[The input — start]
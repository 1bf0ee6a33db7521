//! Managed values exchanged with the dispatcher

use crate::descriptor::TypeDescriptor;
use crate::errors::{EngineError, Result};
use crate::ownership::{BoxedHandle, ObjectHandle};
use once_cell::unsync::OnceCell;
use std::cell::RefCell;
use std::fmt;
use std::rc::Rc;

/// A managed value
///
/// `Object`, `Boxed`, `Ref` and `Callback` compare by identity.
#[derive(Clone, PartialEq, Default)]
pub enum Value {
    #[default]
    Null,
    Bool(bool),
    Int(i128),
    Float(f64),
    String(String),
    /// Raw native address
    Pointer(usize),
    Object(ObjectHandle),
    Boxed(BoxedHandle),
    Array(Vec<Value>),
    /// Insertion-ordered key/value pairs
    Map(Vec<(Value, Value)>),
    Ref(ReferenceCell),
    Callback(Callable),
}

impl Value {
    /// Short kind name used in marshal errors
    pub fn kind(&self) -> &'static str {
        match self {
            Self::Null => "null",
            Self::Bool(_) => "bool",
            Self::Int(_) => "int",
            Self::Float(_) => "float",
            Self::String(_) => "string",
            Self::Pointer(_) => "pointer",
            Self::Object(_) => "object",
            Self::Boxed(_) => "boxed",
            Self::Array(_) => "array",
            Self::Map(_) => "map",
            Self::Ref(_) => "reference",
            Self::Callback(_) => "callback",
        }
    }

    #[inline]
    pub fn is_null(&self) -> bool {
        matches!(self, Self::Null)
    }

    /// Native address of pointer-like values
    pub fn address(&self) -> Option<usize> {
        match self {
            Self::Null => Some(0),
            Self::Pointer(address) => Some(*address),
            Self::Object(object) => Some(object.address()),
            Self::Boxed(boxed) => Some(boxed.address()),
            _ => None,
        }
    }

    pub fn as_int(&self) -> Option<i128> {
        match self {
            Self::Int(i) => Some(*i),
            Self::Bool(b) => Some(*b as i128),
            _ => None,
        }
    }

    pub fn as_float(&self) -> Option<f64> {
        match self {
            Self::Float(f) => Some(*f),
            Self::Int(i) => Some(*i as f64),
            _ => None,
        }
    }

    pub fn as_bool(&self) -> Option<bool> {
        match self {
            Self::Bool(b) => Some(*b),
            _ => None,
        }
    }

    pub fn as_str(&self) -> Option<&str> {
        match self {
            Self::String(s) => Some(s),
            _ => None,
        }
    }

    pub fn as_object(&self) -> Option<&ObjectHandle> {
        match self {
            Self::Object(o) => Some(o),
            _ => None,
        }
    }

    pub fn as_boxed(&self) -> Option<&BoxedHandle> {
        match self {
            Self::Boxed(b) => Some(b),
            _ => None,
        }
    }

    pub fn as_array(&self) -> Option<&[Value]> {
        match self {
            Self::Array(items) => Some(items),
            _ => None,
        }
    }

    pub fn as_map(&self) -> Option<&[(Value, Value)]> {
        match self {
            Self::Map(pairs) => Some(pairs),
            _ => None,
        }
    }

    pub fn as_ref_cell(&self) -> Option<&ReferenceCell> {
        match self {
            Self::Ref(cell) => Some(cell),
            _ => None,
        }
    }

    /// Render for error messages without dumping whole containers
    pub(crate) fn describe(&self) -> String {
        match self {
            Self::Null => "null".to_string(),
            Self::Bool(b) => b.to_string(),
            Self::Int(i) => i.to_string(),
            Self::Float(f) => f.to_string(),
            Self::String(s) if s.len() <= 32 => format!("{:?}", s),
            Self::String(s) => format!("string of {} bytes", s.len()),
            Self::Pointer(p) => format!("pointer {:#x}", p),
            Self::Array(items) => format!("array of {}", items.len()),
            Self::Map(pairs) => format!("map of {}", pairs.len()),
            other => other.kind().to_string(),
        }
    }
}

impl fmt::Debug for Value {
    fn fmt(&self, f: &mut fmt::Formatter<'_>) -> fmt::Result {
        match self {
            Self::Null => write!(f, "Null"),
            Self::Bool(b) => write!(f, "Bool({})", b),
            Self::Int(i) => write!(f, "Int({})", i),
            Self::Float(x) => write!(f, "Float({})", x),
            Self::String(s) => write!(f, "String({:?})", s),
            Self::Pointer(p) => write!(f, "Pointer({:#x})", p),
            Self::Object(o) => write!(f, "{:?}", o),
            Self::Boxed(b) => write!(f, "{:?}", b),
            Self::Array(items) => f.debug_tuple("Array").field(items).finish(),
            Self::Map(pairs) => f.debug_tuple("Map").field(pairs).finish(),
            Self::Ref(cell) => write!(f, "Ref({:?})", cell.get()),
            Self::Callback(_) => write!(f, "Callback"),
        }
    }
}

impl From<bool> for Value {
    fn from(b: bool) -> Self {
        Self::Bool(b)
    }
}

macro_rules! int_from {
    ($($t:ty),*) => {
        $(impl From<$t> for Value {
            fn from(i: $t) -> Self {
                Self::Int(i as i128)
            }
        })*
    };
}

int_from!(i8, i16, i32, i64, u8, u16, u32, u64, isize, usize);

impl From<f32> for Value {
    fn from(f: f32) -> Self {
        Self::Float(f as f64)
    }
}

impl From<f64> for Value {
    fn from(f: f64) -> Self {
        Self::Float(f)
    }
}

impl From<&str> for Value {
    fn from(s: &str) -> Self {
        Self::String(s.to_string())
    }
}

impl From<String> for Value {
    fn from(s: String) -> Self {
        Self::String(s)
    }
}

impl From<ObjectHandle> for Value {
    fn from(o: ObjectHandle) -> Self {
        Self::Object(o)
    }
}

impl From<BoxedHandle> for Value {
    fn from(b: BoxedHandle) -> Self {
        Self::Boxed(b)
    }
}

impl From<ReferenceCell> for Value {
    fn from(cell: ReferenceCell) -> Self {
        Self::Ref(cell)
    }
}

impl From<Callable> for Value {
    fn from(c: Callable) -> Self {
        Self::Callback(c)
    }
}

impl<T: Into<Value>> From<Vec<T>> for Value {
    fn from(items: Vec<T>) -> Self {
        Self::Array(items.into_iter().map(Into::into).collect())
    }
}

impl<T: Into<Value>> From<Option<T>> for Value {
    fn from(opt: Option<T>) -> Self {
        opt.map_or(Self::Null, Into::into)
    }
}

/// A managed function native code may call back into
#[derive(Clone)]
pub struct Callable(Rc<dyn Fn(&[Value]) -> Value>);

impl Callable {
    pub fn new(f: impl Fn(&[Value]) -> Value + 'static) -> Self {
        Self(Rc::new(f))
    }

    #[inline]
    pub fn invoke(&self, args: &[Value]) -> Value {
        (self.0)(args)
    }

    /// Stable identity of the underlying closure
    pub(crate) fn identity(&self) -> usize {
        Rc::as_ptr(&self.0) as *const () as usize
    }

    /// Trampoline registrations currently holding this callable
    pub fn registrations(&self) -> Vec<crate::trampoline::RegistrationId> {
        crate::trampoline::registrations_of(self)
    }
}

impl PartialEq for Callable {
    fn eq(&self, other: &Self) -> bool {
        Rc::ptr_eq(&self.0, &other.0)
    }
}

impl fmt::Debug for Callable {
    fn fmt(&self, f: &mut fmt::Formatter<'_>) -> fmt::Result {
        write!(f, "Callable({:#x})", self.identity())
    }
}

/// Out/in-out parameter box
///
/// The declared inner type is fixed by the first call that uses the cell;
/// a later call declaring a different type is rejected.
#[derive(Clone)]
pub struct ReferenceCell {
    value: Rc<RefCell<Value>>,
    declared: Rc<OnceCell<TypeDescriptor>>,
}

impl ReferenceCell {
    pub fn new(initial: Value) -> Self {
        Self {
            value: Rc::new(RefCell::new(initial)),
            declared: Rc::new(OnceCell::new()),
        }
    }

    /// Cell whose inner type is fixed up front
    pub fn typed(initial: Value, inner: TypeDescriptor) -> Self {
        let cell = Self::new(initial);
        let _ = cell.declared.set(inner);
        cell
    }

    pub fn get(&self) -> Value {
        self.value.borrow().clone()
    }

    pub fn set(&self, value: Value) {
        *self.value.borrow_mut() = value;
    }

    /// Take the value, leaving `Null`
    pub fn take(&self) -> Value {
        std::mem::take(&mut *self.value.borrow_mut())
    }

    pub fn declared_type(&self) -> Option<&TypeDescriptor> {
        self.declared.get()
    }

    /// Fix the inner type, or check it against the one already fixed
    pub(crate) fn declare(&self, inner: &TypeDescriptor) -> Result<()> {
        let fixed = self.declared.get_or_init(|| inner.clone());
        if fixed != inner {
            return Err(EngineError::marshal(
                format!("Reference<{}>", inner),
                format!("reference cell declared as {}", fixed),
            ));
        }
        Ok(())
    }
}

impl PartialEq for ReferenceCell {
    fn eq(&self, other: &Self) -> bool {
        Rc::ptr_eq(&self.value, &other.value)
    }
}

impl fmt::Debug for ReferenceCell {
    fn fmt(&self, f: &mut fmt::Formatter<'_>) -> fmt::Result {
        f.debug_struct("ReferenceCell")
            .field("value", &*self.value.borrow())
            .field("declared", &self.declared.get())
            .finish()
    }
}

/// Create an out-parameter box holding `initial`
pub fn create_ref(initial: impl Into<Value>) -> ReferenceCell {
    ReferenceCell::new(initial.into())
}
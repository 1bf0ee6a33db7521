//! Ownership & refcount tracker
//!
//! Design: every object-like value crossing the boundary is classified by
//! its descriptor's ownership tag, never by inference:
//! - borrowed results: wrapper with no claimed references
//! - owned results: the transferred reference is adopted by the wrapper
//! - owned arguments: one extra reference is taken for native code
//!
//! Object wrappers are unique per live pointer (see `cache`). Boxed
//! structs are wrapped per retrieval and freed through functions looked
//! up by type name.

mod cache;
mod handle;

#[cfg(test)]
mod tests;

pub use cache::live_wrappers;
pub use handle::{BoxedHandle, ObjectHandle};

use crate::config::EngineConfig;
use crate::descriptor::Ownership;
use crate::errors::{EngineError, Result};
use crate::interop::library::lookup_symbol;
use crate::logging::log_refcount;
use crate::value::Value;
use dashmap::DashMap;
use once_cell::sync::Lazy;
use once_cell::unsync::OnceCell;
use std::cell::Cell;
use std::fmt;
use std::os::raw::c_void;

pub type RetainFn = unsafe extern "C" fn(*mut c_void) -> *mut c_void;
pub type ReleaseFn = unsafe extern "C" fn(*mut c_void);
pub(crate) type FreeFn = unsafe extern "C" fn(*mut c_void);
pub(crate) type CopyFn = unsafe extern "C" fn(*const c_void) -> *mut c_void;

/// Retain/release pair of the native object model
#[derive(Clone, Copy)]
pub struct RefcountFns {
    pub retain: RetainFn,
    pub release: ReleaseFn,
}

impl RefcountFns {
    pub fn new(retain: RetainFn, release: ReleaseFn) -> Self {
        Self { retain, release }
    }

    fn resolve(config: &EngineConfig) -> Result<Self> {
        let objects = &config.objects;
        let retain = crate::interop::library::resolve_symbol(config, &objects.library, &objects.retain)?;
        let release = crate::interop::library::resolve_symbol(config, &objects.library, &objects.release)?;
        // SAFETY: the configured symbols follow the g_object_ref/unref signatures
        unsafe {
            Ok(Self {
                retain: std::mem::transmute::<usize, RetainFn>(retain),
                release: std::mem::transmute::<usize, ReleaseFn>(release),
            })
        }
    }
}

impl fmt::Debug for RefcountFns {
    fn fmt(&self, f: &mut fmt::Formatter<'_>) -> fmt::Result {
        write!(
            f,
            "RefcountFns(retain={:#x}, release={:#x})",
            self.retain as usize, self.release as usize
        )
    }
}

thread_local! {
    static RETAINS: Cell<u64> = const { Cell::new(0) };
    static RELEASES: Cell<u64> = const { Cell::new(0) };
}

pub(crate) fn retain(fns: &RefcountFns, address: usize) {
    log_refcount("retain", address);
    RETAINS.with(|c| c.set(c.get() + 1));
    // SAFETY: `address` is a live object of the configured object model
    unsafe {
        (fns.retain)(address as *mut c_void);
    }
}

pub(crate) fn release(fns: &RefcountFns, address: usize) {
    log_refcount("release", address);
    let _ = RELEASES.try_with(|c| c.set(c.get() + 1));
    // SAFETY: called once per reference previously claimed
    unsafe { (fns.release)(address as *mut c_void) }
}

/// Retains and releases issued by the tracker on this thread
pub fn refcount_traffic() -> (u64, u64) {
    (RETAINS.with(Cell::get), RELEASES.with(Cell::get))
}

pub(crate) fn reset_traffic() {
    RETAINS.with(|c| c.set(0));
    RELEASES.with(|c| c.set(0));
}

/// Forget every wrapper identity; live handles keep their references
pub(crate) fn clear_wrappers() {
    cache::clear();
}

/// Per-engine object state; the retain/release pair resolves lazily
pub(crate) struct ObjectTracker {
    fns: OnceCell<RefcountFns>,
}

impl ObjectTracker {
    pub(crate) fn new(fns: Option<RefcountFns>) -> Self {
        let cell = OnceCell::new();
        if let Some(fns) = fns {
            let _ = cell.set(fns);
        }
        Self { fns: cell }
    }

    pub(crate) fn refcount_fns(&self, config: &EngineConfig) -> Result<RefcountFns> {
        self.fns
            .get_or_try_init(|| RefcountFns::resolve(config))
            .copied()
    }

    /// Wrap a native object pointer, reusing the live wrapper if any
    pub(crate) fn wrap_object(
        &self,
        config: &EngineConfig,
        address: usize,
        ownership: Ownership,
    ) -> Result<Value> {
        if address == 0 {
            return Ok(Value::Null);
        }

        let handle = match cache::lookup(address) {
            Some(inner) => ObjectHandle(inner),
            None => {
                let handle = ObjectHandle::new(address, self.refcount_fns(config)?);
                cache::insert(&handle.0);
                handle
            }
        };

        if ownership.is_owned() {
            handle.adopt();
        }
        Ok(Value::Object(handle))
    }

    /// Native pointer for an object argument
    ///
    /// Owned (transfer full) arguments get one extra reference that
    /// native code takes over.
    pub(crate) fn object_argument(
        &self,
        config: &EngineConfig,
        value: &Value,
        ownership: Ownership,
        optional: bool,
    ) -> Result<usize> {
        let address = match value {
            Value::Object(handle) => {
                if ownership.is_owned() {
                    handle.retain_for_transfer();
                }
                return Ok(handle.address());
            }
            Value::Pointer(address) if *address != 0 => *address,
            Value::Null | Value::Pointer(0) if optional => return Ok(0),
            other => {
                return Err(EngineError::marshal(
                    if optional { "object or null" } else { "non-null object" },
                    other.describe(),
                ))
            }
        };

        if ownership.is_owned() {
            retain(&self.refcount_fns(config)?, address);
        }
        Ok(address)
    }
}

/// Copy/free functions of a boxed type
#[derive(Debug, Clone, Copy, Default)]
pub(crate) struct BoxedFns {
    pub(crate) copy: Option<CopyFn>,
    pub(crate) free: Option<FreeFn>,
}

static BOXED_FNS: Lazy<DashMap<(String, String), BoxedFns>> = Lazy::new(DashMap::new);

/// C function prefix for a CamelCase type name: `GdkRGBA` -> `gdk_rgba`
pub fn c_prefix(type_name: &str) -> String {
    let chars: Vec<char> = type_name.chars().collect();
    let mut prefix = String::with_capacity(type_name.len() + 4);
    for (i, &c) in chars.iter().enumerate() {
        if c.is_ascii_uppercase() && i > 0 {
            let prev = chars[i - 1];
            let next_lower = chars.get(i + 1).is_some_and(|n| n.is_ascii_lowercase());
            if prev.is_ascii_lowercase()
                || prev.is_ascii_digit()
                || (prev.is_ascii_uppercase() && next_lower)
            {
                prefix.push('_');
            }
        }
        prefix.push(c.to_ascii_lowercase());
    }
    prefix
}

/// Look up (and cache) the copy/free pair of a boxed type
pub(crate) fn boxed_fns(config: &EngineConfig, type_name: &str, library: &str) -> BoxedFns {
    let key = (library.to_string(), type_name.to_string());
    if let Some(fns) = BOXED_FNS.get(&key) {
        return *fns;
    }

    let overrides = config.boxed.get(type_name);
    let prefix = c_prefix(type_name);
    let find = |explicit: Option<&String>, suffixes: &[&str]| -> Option<usize> {
        if let Some(symbol) = explicit {
            return lookup_symbol(config, library, symbol);
        }
        suffixes
            .iter()
            .find_map(|suffix| lookup_symbol(config, library, &format!("{}{}", prefix, suffix)))
    };

    let copy = find(overrides.and_then(|o| o.copy.as_ref()), &["_copy", "_ref"]);
    let free = find(overrides.and_then(|o| o.free.as_ref()), &["_free", "_unref"]);

    // SAFETY: boxed copy/free functions follow GBoxedCopyFunc/GBoxedFreeFunc
    let fns = unsafe {
        BoxedFns {
            copy: copy.map(|a| std::mem::transmute::<usize, CopyFn>(a)),
            free: free.map(|a| std::mem::transmute::<usize, FreeFn>(a)),
        }
    };
    if fns.free.is_none() {
        tracing::debug!(
            target: "nativebridge::ownership",
            type_name,
            library,
            "boxed type has no free function"
        );
    }
    BOXED_FNS.insert(key, fns);
    fns
}

pub(crate) unsafe extern "C" fn c_free(ptr: *mut c_void) {
    libc::free(ptr.cast());
}

/// Wrap a boxed pointer per the descriptor's ownership
pub(crate) fn wrap_boxed(
    config: &EngineConfig,
    address: usize,
    type_name: &str,
    library: &str,
    ownership: Ownership,
) -> Value {
    if address == 0 {
        return Value::Null;
    }
    let free = if ownership.is_owned() {
        boxed_fns(config, type_name, library).free
    } else {
        None
    };
    Value::Boxed(BoxedHandle::new(
        address,
        type_name,
        library,
        None,
        free,
        ownership.is_owned(),
    ))
}

/// Owned copy of a boxed value
pub(crate) fn copy_boxed(config: &EngineConfig, boxed: &BoxedHandle) -> Result<BoxedHandle> {
    let address = copy_boxed_address(config, boxed)?;
    let free = boxed_free_fn(config, boxed);
    Ok(BoxedHandle::new(
        address,
        boxed.type_name(),
        boxed.library(),
        boxed.size(),
        free,
        true,
    ))
}

/// Free function for copies of `boxed`
pub(crate) fn boxed_free_fn(config: &EngineConfig, boxed: &BoxedHandle) -> Option<FreeFn> {
    match boxed.size() {
        Some(_) => Some(c_free as FreeFn),
        None => boxed_fns(config, boxed.type_name(), boxed.library()).free,
    }
}

/// Raw copy of a boxed value for native code to own
pub(crate) fn copy_boxed_address(config: &EngineConfig, boxed: &BoxedHandle) -> Result<usize> {
    if let Some(size) = boxed.size() {
        // SAFETY: engine-allocated buffers are exactly `size` bytes
        unsafe {
            let copy = libc::malloc(size.max(1));
            if copy.is_null() {
                return Err(EngineError::marshal(boxed.type_name(), "allocation failure"));
            }
            std::ptr::copy_nonoverlapping(boxed.as_ptr() as *const u8, copy as *mut u8, size);
            return Ok(copy as usize);
        }
    }

    match boxed_fns(config, boxed.type_name(), boxed.library()).copy {
        // SAFETY: copy function of this boxed type
        Some(copy) => Ok(unsafe { copy(boxed.as_ptr()) } as usize),
        None => Err(EngineError::marshal(
            format!("owned {}", boxed.type_name()),
            "boxed value without a copy function",
        )),
    }
}

/// Native pointer for a boxed argument; owned transfers receive a copy
pub(crate) fn boxed_argument(
    config: &EngineConfig,
    value: &Value,
    type_name: &str,
    ownership: Ownership,
    optional: bool,
) -> Result<usize> {
    match value {
        Value::Boxed(boxed) => {
            if boxed.type_name() != type_name {
                return Err(EngineError::marshal(
                    type_name.to_string(),
                    format!("boxed {}", boxed.type_name()),
                ));
            }
            if ownership.is_owned() {
                copy_boxed_address(config, boxed)
            } else {
                Ok(boxed.address())
            }
        }
        Value::Pointer(address) if *address != 0 => Ok(*address),
        Value::Null | Value::Pointer(0) if optional => Ok(0),
        other => Err(EngineError::marshal(
            format!("boxed {}", type_name),
            other.describe(),
        )),
    }
}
[The input — finish]
Exercise goal>
Across the records, how many lines carry the word "static"? The answer should be a number alone.

Result>
5